Der Kläger beantragt,
die Beklagte unter Aufhebung des Bescheides vom 22.10.2007 in der Fassung des Widerspruchsbescheides vom 11.12.2007 zu verurteilen, ihn mit Hüftprotektoren (Hüftschutzhosen) zu versorgen.
Die Beklagte beantragt,
die Klage abzuweisen.
Sie meint, es fehle an der Erforderlichkeit der Hüftprotektoren als Hilfsmittel im Einzelfall. Durch diese solle einer abstrakten Verletzungsgefahr entgegengewirkt werden. Sturzgefahr bei geriatrischen Personen sei nicht als eigentliche Krankheit, sondern als Folge eines multimorbiden Zustandes einzuschätzen. Hüftprotektoren ersetzten weder teilweise noch ganz ausgefallene oder beeinträchtigte Körperfunktionen; ihr Einsatz führe nicht zur Beeinflussung des Sturzrisikos; ihr Zweck bestehe in der allgemeinen Verhütung möglicher Sturzfolgen, speziell Hüft- bzw. hüftgelenksnaher Knochenbrüche.
Zur weiteren Aufklärung des medizinischen Sachverhalts hat das Gericht Befundberichte der den Kläger behandelnden Ärzte Dr.
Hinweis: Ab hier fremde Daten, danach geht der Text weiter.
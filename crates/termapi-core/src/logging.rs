#![forbid(unsafe_code)]

//! Logging and tracing support.
//!
//! With the `tracing` feature the query path logs through `tracing`. Without
//! it, the same macro names expand to nothing so call sites stay unchanged.

#[cfg(feature = "tracing")]
pub use tracing::{debug, debug_span, trace, warn};

#[cfg(not(feature = "tracing"))]
mod noop_macros {
    /// No-op debug macro when tracing is disabled.
    #[macro_export]
    macro_rules! debug {
        ($($arg:tt)*) => {};
    }

    /// No-op debug_span macro when tracing is disabled.
    #[macro_export]
    macro_rules! debug_span {
        ($($arg:tt)*) => {
            $crate::logging::NoopSpan
        };
    }

    /// No-op trace macro when tracing is disabled.
    #[macro_export]
    macro_rules! trace {
        ($($arg:tt)*) => {};
    }

    /// No-op warn macro when tracing is disabled.
    #[macro_export]
    macro_rules! warn {
        ($($arg:tt)*) => {};
    }
}

/// Span stand-in used by the no-op `debug_span!`.
#[cfg(not(feature = "tracing"))]
#[derive(Debug)]
pub struct NoopSpan;

#[cfg(not(feature = "tracing"))]
impl NoopSpan {
    /// Enter the span. Does nothing.
    pub fn enter(&self) -> NoopGuard {
        NoopGuard
    }
}

/// Guard returned by [`NoopSpan::enter`].
#[cfg(not(feature = "tracing"))]
#[derive(Debug)]
pub struct NoopGuard;

/// Install a JSON subscriber filtered by `RUST_LOG` (defaults to `info`).
///
/// Returns `false` if a global subscriber was already set.
#[cfg(feature = "tracing-json")]
pub fn init_json_logging() -> bool {
    use tracing_subscriber::EnvFilter;

    let filter = EnvFilter::try_from_default_env().unwrap_or_else(|_| EnvFilter::new("info"));
    tracing_subscriber::fmt()
        .json()
        .with_env_filter(filter)
        .with_writer(std::io::stderr)
        .try_init()
        .is_ok()
}
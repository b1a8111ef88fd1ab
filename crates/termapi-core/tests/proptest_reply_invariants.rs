//! Property-based invariant tests for the cursor position query path.
//!
//! 1. Origin adjustment: `ESC[r;cR` parses to (r, c) zero-based and
//!    (r+1, c+1) one-based.
//! 2. `CursorPosition::to_reply` inverts the origin adjustment.
//! 3. Framing bytes inserted before the terminator change nothing.
//! 4. The parser never panics; reported indices point at the offending byte.
//! 5. A reply without a column never parses.
//! 6. A silent input is probed exactly `timeout_cycles` times and never read.
//! 7. A complete reply ends the exchange without spending budget.
//! 8. Accumulated replies never exceed the byte budget.

use std::collections::VecDeque;
use std::io;
use std::time::Duration;

use proptest::prelude::*;
use termapi_core::channel::InputChannel;
use termapi_core::query::{
    CursorPosition, OriginMode, ParseError, QueryConfig, QuerySequence, ReplyParser, ReplyReader,
};

// ── Helpers ─────────────────────────────────────────────────────────────

/// Input that is ready while it holds bytes; counts probes and reads.
struct Counting {
    pending: VecDeque<u8>,
    probes: usize,
    reads: usize,
}

impl Counting {
    fn new(bytes: &[u8]) -> Self {
        Self {
            pending: bytes.iter().copied().collect(),
            probes: 0,
            reads: 0,
        }
    }
}

impl InputChannel for Counting {
    fn has_data_available(&mut self) -> io::Result<bool> {
        self.probes += 1;
        Ok(!self.pending.is_empty())
    }

    fn read_one(&mut self) -> io::Result<u8> {
        self.reads += 1;
        self.pending
            .pop_front()
            .ok_or_else(|| io::Error::from(io::ErrorKind::UnexpectedEof))
    }
}

fn reply(row: u32, col: u32) -> Vec<u8> {
    format!("\x1b[{row};{col}R").into_bytes()
}

fn origin_strategy() -> impl Strategy<Value = OriginMode> {
    prop_oneof![Just(OriginMode::ZeroBased), Just(OriginMode::OneBased)]
}

fn reader(cycles: u32) -> ReplyReader {
    ReplyReader::new(cycles, Duration::ZERO, true)
}

// ═════════════════════════════════════════════════════════════════════════
// 1. Origin adjustment
// ═════════════════════════════════════════════════════════════════════════

proptest! {
    #[test]
    fn origin_adjustment(r in 0u32..u32::MAX, c in 0u32..u32::MAX) {
        let bytes = reply(r, c);
        prop_assert_eq!(
            ReplyParser::parse(OriginMode::ZeroBased, &bytes),
            Ok(CursorPosition::new(r, c))
        );
        prop_assert_eq!(
            ReplyParser::parse(OriginMode::OneBased, &bytes),
            Ok(CursorPosition::new(r + 1, c + 1))
        );
    }
}

// ═════════════════════════════════════════════════════════════════════════
// 2. to_reply inverts the origin adjustment
// ═════════════════════════════════════════════════════════════════════════

proptest! {
    #[test]
    fn to_reply_round_trips(origin in origin_strategy(), r in 1u32..100_000, c in 1u32..100_000) {
        let pos = CursorPosition::new(r, c);
        let wire = pos.to_reply(origin);
        prop_assert_eq!(ReplyParser::parse(origin, wire.as_bytes()), Ok(pos));
    }
}

// ═════════════════════════════════════════════════════════════════════════
// 3. Framing leniency
// ═════════════════════════════════════════════════════════════════════════

proptest! {
    #[test]
    fn framing_bytes_are_ignored(
        r in 0u32..10_000,
        c in 0u32..10_000,
        at in any::<prop::sample::Index>(),
        framing in prop_oneof![Just(0x1bu8), Just(b'[')],
    ) {
        let mut bytes = reply(r, c);
        // Insert anywhere before the terminator.
        let pos = at.index(bytes.len());
        bytes.insert(pos, framing);
        prop_assert_eq!(
            ReplyParser::parse(OriginMode::ZeroBased, &bytes),
            Ok(CursorPosition::new(r, c))
        );
    }
}

// ═════════════════════════════════════════════════════════════════════════
// 4. No panics; indices point at the offending byte
// ═════════════════════════════════════════════════════════════════════════

proptest! {
    #[test]
    fn arbitrary_bytes_never_panic(bytes in prop::collection::vec(any::<u8>(), 0..64)) {
        match ReplyParser::parse(OriginMode::OneBased, &bytes) {
            Ok(_) => prop_assert!(bytes.contains(&b'R')),
            Err(ParseError::UnexpectedChar { ch, index }) => {
                prop_assert!(index < bytes.len());
                prop_assert_eq!(char::from(bytes[index]), ch);
            }
            Err(ParseError::FieldOverflow { index }) => {
                prop_assert!(index < bytes.len());
                prop_assert!(bytes[index].is_ascii_digit());
            }
            Err(ParseError::Incomplete { len }) => prop_assert_eq!(len, bytes.len()),
        }
    }
}

// ═════════════════════════════════════════════════════════════════════════
// 5. A reply without a column never parses
// ═════════════════════════════════════════════════════════════════════════

proptest! {
    #[test]
    fn row_only_reply_is_malformed(r in any::<u32>(), sep in any::<bool>()) {
        let text = if sep { format!("\x1b[{r};R") } else { format!("\x1b[{r}R") };
        let bytes = text.into_bytes();
        let result = ReplyParser::parse(OriginMode::ZeroBased, &bytes);
        prop_assert_eq!(
            result,
            Err(ParseError::UnexpectedChar { ch: 'R', index: bytes.len() - 1 })
        );
    }
}

// ═════════════════════════════════════════════════════════════════════════
// 6. Silent input: exactly timeout_cycles probes, zero reads
// ═════════════════════════════════════════════════════════════════════════

proptest! {
    #[test]
    fn silent_input_probed_exactly_budget(cycles in 1u32..512) {
        let mut out = Vec::new();
        let mut input = Counting::new(b"");
        let raw = reader(cycles)
            .read_reply(&QuerySequence::CURSOR_POSITION, &mut out, &mut input)
            .unwrap();
        prop_assert!(raw.is_empty());
        prop_assert_eq!(input.probes, cycles as usize);
        prop_assert_eq!(input.reads, 0);
    }
}

// ═════════════════════════════════════════════════════════════════════════
// 7. Complete replies end the exchange early
// ═════════════════════════════════════════════════════════════════════════

proptest! {
    #[test]
    fn complete_reply_terminates_early(
        cycles in 1u32..64,
        r in 0u32..100_000,
        c in 0u32..100_000,
        trailing in prop::collection::vec(any::<u8>(), 0..8),
    ) {
        let mut bytes = reply(r, c);
        let len = bytes.len();
        bytes.extend_from_slice(&trailing);

        let mut out = Vec::new();
        let mut input = Counting::new(&bytes);
        let raw = reader(cycles)
            .read_reply(&QuerySequence::CURSOR_POSITION, &mut out, &mut input)
            .unwrap();
        prop_assert!(raw.is_terminated());
        prop_assert_eq!(raw.len(), len);
        prop_assert_eq!(input.probes, len);
        prop_assert_eq!(input.pending.len(), trailing.len());
    }
}

// ═════════════════════════════════════════════════════════════════════════
// 8. Byte budget
// ═════════════════════════════════════════════════════════════════════════

proptest! {
    #[test]
    fn reply_never_exceeds_byte_budget(
        budget in 1usize..64,
        noise in prop::collection::vec(b'0'..=b'9', 0..128),
    ) {
        let config = QueryConfig::new()
            .with_timeout_cycles(2)
            .with_poll_interval(Duration::ZERO)
            .with_max_reply_len(budget);
        let mut out = Vec::new();
        let mut input = Counting::new(&noise);
        let raw = ReplyReader::from_config(&config)
            .read_reply(&QuerySequence::CURSOR_POSITION, &mut out, &mut input)
            .unwrap();
        prop_assert_eq!(raw.len(), noise.len().min(budget));
    }
}
use std::sync::Arc;

use anyhow::{Context, bail};
use clap::{Args, Parser, Subcommand};
use skywatch_core::{
    Config, InMemoryWeatherStore, Location, ProviderId, ResilientSource, StrategyKind,
    WeatherAssessor, WeatherRecord, WeatherService, provider::default_provider_from_config,
};

use crate::output;

/// Top-level CLI struct.
#[derive(Debug, Parser)]
#[command(name = "skywatch", version, about = "Weather conditions, alerts and risk assessment")]
pub struct Cli {
    #[command(subcommand)]
    pub command: Command,
}

#[derive(Debug, Clone, Args)]
pub struct LocationArgs {
    /// City name, e.g. "Austin".
    #[arg(long)]
    pub city: Option<String>,

    /// ISO-3166 alpha-2 country code, e.g. "US".
    #[arg(long)]
    pub country: Option<String>,

    /// State or province.
    #[arg(long)]
    pub state: Option<String>,

    /// Postal code; preferred over city/country when given.
    #[arg(long)]
    pub postal: Option<String>,
}

impl LocationArgs {
    fn to_location(&self) -> Location {
        let mut location = Location::new(
            self.city.clone().unwrap_or_default(),
            self.country.clone().unwrap_or_default(),
        );
        if let Some(state) = &self.state {
            location = location.with_state(state.clone());
        }
        if let Some(postal) = &self.postal {
            location = location.with_postal_code(postal.clone());
        }
        location
    }
}

#[derive(Debug, Subcommand)]
pub enum Command {
    /// Configure credentials for a specific provider.
    Configure {
        /// Provider short name, e.g. "openweather" or "weatherapi".
        provider: String,
    },

    /// Show current weather for a location.
    Show {
        #[command(flatten)]
        location: LocationArgs,
    },

    /// Show current weather and any alerts it raises.
    Alerts {
        #[command(flatten)]
        location: LocationArgs,
    },

    /// Assess current weather with one strategy.
    Assess {
        #[command(flatten)]
        location: LocationArgs,

        /// Strategy name; defaults to `default_strategy` from config.
        #[arg(long)]
        strategy: Option<String>,
    },

    /// Compare every assessment strategy side by side.
    Compare {
        #[command(flatten)]
        location: LocationArgs,
    },

    /// List available assessment strategies.
    Strategies,
}

impl Cli {
    pub async fn run(self) -> anyhow::Result<()> {
        match self.command {
            Command::Configure { provider } => configure(&provider)?,
            Command::Show { location } => {
                let (_, record) = current_weather(&location).await?;
                output::print_record(&record);
            }
            Command::Alerts { location } => {
                let (service, record) = current_weather(&location).await?;
                output::print_record(&record);
                output::print_alerts(&service.analyze_for_alerts(&record));
            }
            Command::Assess { location, strategy } => {
                let config = Config::load()?;
                let kind = match strategy {
                    Some(name) => StrategyKind::try_from(name.as_str())?,
                    None => config.default_strategy_kind()?,
                };
                let (_, record) = current_weather(&location).await?;
                let assessor = WeatherAssessor::new(kind);
                output::print_record(&record);
                output::print_assessment(&assessor, &record);
            }
            Command::Compare { location } => {
                let (_, record) = current_weather(&location).await?;
                let assessor = WeatherAssessor::default();
                output::print_record(&record);
                println!();
                println!("{}", assessor.compare_strategies(&record));
            }
            Command::Strategies => {
                for kind in StrategyKind::all() {
                    println!("{:<18} {}", kind.as_str(), kind.strategy().name());
                }
            }
        }

        Ok(())
    }
}

fn configure(provider: &str) -> anyhow::Result<()> {
    let id = ProviderId::try_from(provider)?;
    let mut config = Config::load()?;

    let api_key = inquire::Password::new(&format!("API key for {id}:"))
        .without_confirmation()
        .prompt()
        .context("Failed to read API key")?;
    if api_key.trim().is_empty() {
        bail!("API key must not be empty");
    }

    let had_other_default = config.default_provider_id().is_ok_and(|current| current != id);
    config.upsert_provider_api_key(id, api_key.trim().to_string());

    if had_other_default {
        let make_default = inquire::Confirm::new(&format!("Make {id} the default provider?"))
            .with_default(false)
            .prompt()
            .context("Failed to read answer")?;
        if make_default {
            config.set_default_provider(id);
        }
    }

    config.save()?;
    println!("Saved configuration to {}", Config::config_file_path()?.display());
    Ok(())
}

async fn current_weather(args: &LocationArgs) -> anyhow::Result<(WeatherService, WeatherRecord)> {
    let config = Config::load()?;
    let source = default_provider_from_config(&config)?;
    let resilient = ResilientSource::from_config(Arc::from(source), &config);
    let service = WeatherService::new(
        resilient,
        Arc::new(InMemoryWeatherStore::new()),
        config.reporting_settings(),
    );

    let record = service.get_current_weather(&args.to_location()).await?;
    Ok((service, record))
}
E. und L. eingeholt. Wegen des Ergenisses wird auf die Berichte vom 07.03. und 10. 03.2008 verwiesen.
Wegen der weiteren Einzelheiten des Sach- und Streitstandes wird auf den Inhalt der zwischen den Beteiligten gewechselten Schriftsätze und den sonstigen Inhalt der Gerichtsakte sowie der beigezogenen den Kläger betreffenden Verwaltungsakte der Beklagten, die Gegenstand der mündlichen Verhandlung gewesen sind, Bezug genommen.